Effect of mesenchymal stem cell therapy on recovery of streptozotocin-induced diabetes mellitus in adult male albino rats: a histological and immunohistochemical study

Introduction:Type I diabetes is characterized by the deficiency of endocrine β cells in the pancreatic islets of Langerhans. Stem cell therapy can be an effective therapeutic approach. Aim of the work:The present study was carried out to investigate the therapeutic effect of mesenchymal stem cells (MSCs) in the recovery of streptozotocin (STZ)-induced diabetes mellitus in the pancreas of adult male albino rats. Materials and methods:Thirty-five adult male albino rats were divided into three groups. Group I served as the control group. In group II, diabetes was induced by a single intraperitoneal injection of STZ at a dose of 60 mg/kg body weight. In Group III, diabetes was induced; the rats then received MSC therapy and were sacrificed after 1 week (subgroup IIIa) and at 4 weeks (subgroup IIIb). The mean blood glucose levels were measured for all groups. Pancreatic sections were subjected to the following staining procedures: H E, MSC marker CD44, and insulin immunostaining.
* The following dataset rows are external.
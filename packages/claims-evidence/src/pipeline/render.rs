//! Markdown rendering of evidence and claims notes.
//!
//! Evidence bullets carry a block anchor (`^evd-001`) so claims can deep-link
//! to them with `[[evidence/@citekey#evd-001]]`.

use std::fmt::Write;

use crate::types::claim::Claim;
use crate::types::evidence::{EvidenceId, PaperEvidenceSet};
use crate::types::record::{NOT_AVAILABLE, UNKNOWN};
use crate::types::scope::ExtractionScope;

/// Link prefix used when the evidence store sits in `evidence/`.
pub const DEFAULT_EVIDENCE_LINK_PREFIX: &str = "evidence";

/// Render the note for one paper.
pub fn render_evidence_note(set: &PaperEvidenceSet, scope: &ExtractionScope) -> String {
    let meta = &set.metadata;
    let tag = tag_suffix(scope.evidence_tag());

    let mut note = format!(
        "# {}\n\n**Authors:** {}\n**Year:** {}\n**DOI:** {}\n**Citation Count:** {}\n\n## Evidence Items\n\n",
        one_line(&meta.title),
        one_line(meta.authors.as_deref().unwrap_or(UNKNOWN)),
        one_line(meta.year.as_deref().unwrap_or(UNKNOWN)),
        one_line(meta.doi.as_deref().unwrap_or(NOT_AVAILABLE)),
        one_line(meta.citation_count.as_deref().unwrap_or(NOT_AVAILABLE)),
    );

    for (id, item) in set.evidence() {
        let _ = writeln!(note, "- {}{tag} ^{id}", one_line(&item.statement));
        let _ = writeln!(note, "\t- **What**: {}", one_line(&item.what));
        let _ = writeln!(note, "\t- **How**: {}", one_line(&item.how));
        let _ = writeln!(note, "\t- **Who**: {}", one_line(&item.who));
    }

    note
}

/// Render the aggregate claims note with links under `evidence/`.
pub fn render_claims_note(question: &str, claims: &[Claim], scope: &ExtractionScope) -> String {
    render_claims_note_with_prefix(question, claims, scope, DEFAULT_EVIDENCE_LINK_PREFIX)
}

/// Render the aggregate claims note.
///
/// Every reference becomes a link, resolved or not, so dangling references
/// stay visible in the output.
pub fn render_claims_note_with_prefix(
    question: &str,
    claims: &[Claim],
    scope: &ExtractionScope,
    link_prefix: &str,
) -> String {
    let tag = tag_suffix(scope.claim_tag());
    let mut note = format!(
        "# Candidate Claims\n\nResearch Question: {}\n\n## Claims\n\n",
        one_line(question)
    );

    for claim in claims {
        let links: String = claim
            .supporting_evidence
            .iter()
            .map(|r| format!(" [[{link_prefix}/{}#{}]]", r.citekey, r.evidence_id))
            .collect();
        let _ = writeln!(note, "- {}{tag}{links}", one_line(&claim.statement));
    }

    note
}

/// Anchors of the evidence bullets in a rendered note, in order.
pub fn parse_evidence_anchors(note: &str) -> Vec<EvidenceId> {
    note.lines()
        .filter(|line| line.starts_with("- "))
        .filter_map(|line| line.rsplit_once(" ^"))
        .filter_map(|(_, anchor)| anchor.trim().parse().ok())
        .collect()
}

fn tag_suffix(tag: Option<&str>) -> String {
    tag.map(|t| format!(" #{t}")).unwrap_or_default()
}

/// Collapse internal newlines so a value stays on its bullet line.
fn one_line(text: &str) -> String {
    text.split_whitespace().collect::<Vec<_>>().join(" ")
}
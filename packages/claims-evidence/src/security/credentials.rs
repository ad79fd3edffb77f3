//! Provider credentials.
//!
//! The key is held as a `secrecy::SecretString`, so it only leaves the
//! struct through [`ModelCredentials::api_key`] when a request is built.

use std::fmt;

use secrecy::ExposeSecret;
pub use secrecy::SecretString;

/// Key, model and endpoint for one provider.
#[derive(Clone)]
pub struct ModelCredentials {
    api_key: SecretString,

    /// Model identifier
    pub model: String,

    /// API base URL, provider default when `None`
    pub base_url: Option<String>,
}

impl ModelCredentials {
    pub fn new(api_key: impl Into<String>, model: impl Into<String>) -> Self {
        Self {
            api_key: SecretString::from(api_key.into()),
            model: model.into(),
            base_url: None,
        }
    }

    pub fn with_base_url(mut self, url: impl Into<String>) -> Self {
        self.base_url = Some(url.into());
        self
    }

    /// The raw key, for the auth header.
    pub fn api_key(&self) -> &str {
        self.api_key.expose_secret()
    }

    pub fn has_api_key(&self) -> bool {
        !self.api_key().trim().is_empty()
    }
}

impl fmt::Debug for ModelCredentials {
    fn fmt(&self, f: &mut fmt::Formatter<'_>) -> fmt::Result {
        f.debug_struct("ModelCredentials")
            .field("api_key", &"[REDACTED]")
            .field("model", &self.model)
            .field("base_url", &self.base_url)
            .finish()
    }
}
//! Rate-limited model wrapper.
//!
//! Wraps any [`LanguageModel`] with a `governor` quota so concurrent
//! extraction stays under the provider's request budget.

use std::num::NonZeroU32;
use std::sync::Arc;

use async_trait::async_trait;
use governor::{Quota, RateLimiter};

use crate::error::{ModelError, ModelResult};
use crate::traits::model::LanguageModel;

type DefaultRateLimiter = RateLimiter<
    governor::state::NotKeyed,
    governor::state::InMemoryState,
    governor::clock::DefaultClock,
>;

/// A model wrapper that waits for a permit before every call.
pub struct RateLimitedModel<M: LanguageModel> {
    inner: M,
    limiter: Arc<DefaultRateLimiter>,
}

impl<M: LanguageModel> RateLimitedModel<M> {
    /// Allow `requests_per_minute` calls per minute, no bursting beyond that.
    pub fn per_minute(model: M, requests_per_minute: u32) -> ModelResult<Self> {
        let rate = NonZeroU32::new(requests_per_minute)
            .ok_or_else(|| ModelError::Config("requests per minute must be > 0".into()))?;
        Ok(Self::with_quota(model, Quota::per_minute(rate)))
    }

    /// Create with a custom quota.
    pub fn with_quota(model: M, quota: Quota) -> Self {
        Self {
            inner: model,
            limiter: Arc::new(RateLimiter::direct(quota)),
        }
    }

    pub fn inner(&self) -> &M {
        &self.inner
    }
}

#[async_trait]
impl<M: LanguageModel> LanguageModel for RateLimitedModel<M> {
    async fn submit(&self, prompt: &str, max_output_tokens: u32) -> ModelResult<String> {
        self.limiter.until_ready().await;
        self.inner.submit(prompt, max_output_tokens).await
    }

    fn name(&self) -> &str {
        self.inner.name()
    }
}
The mean number of CD44- immunopositive cells and the mean area % of insulin-immunopositive cells were measured using image analysis. Results were statistically compared. Results: In group II, cells located mainly in the central part of the islets showed marked swelling and a vacuolated and degenerated cytoplasm. Peripheral islet infiltration by lymphocytes was observed. Treatment of the diabetic group with MSCs for the longer duration (4 weeks) caused restoration of the normal pancreatic architecture. There was a significant increase in the number of CD44 cells after MSC therapy compared with the control and diabetic groups. Mean area % of insulin-positive cells presented a significant decrease in the diabetic group, followed by progressive increase after MSC therapy. Conclusion:Treatment with MSCs promoted pancreatic islet regeneration in STZ-induced diabetic rats, suggesting its potential use as a therapeutic modality for diabetes mellitus.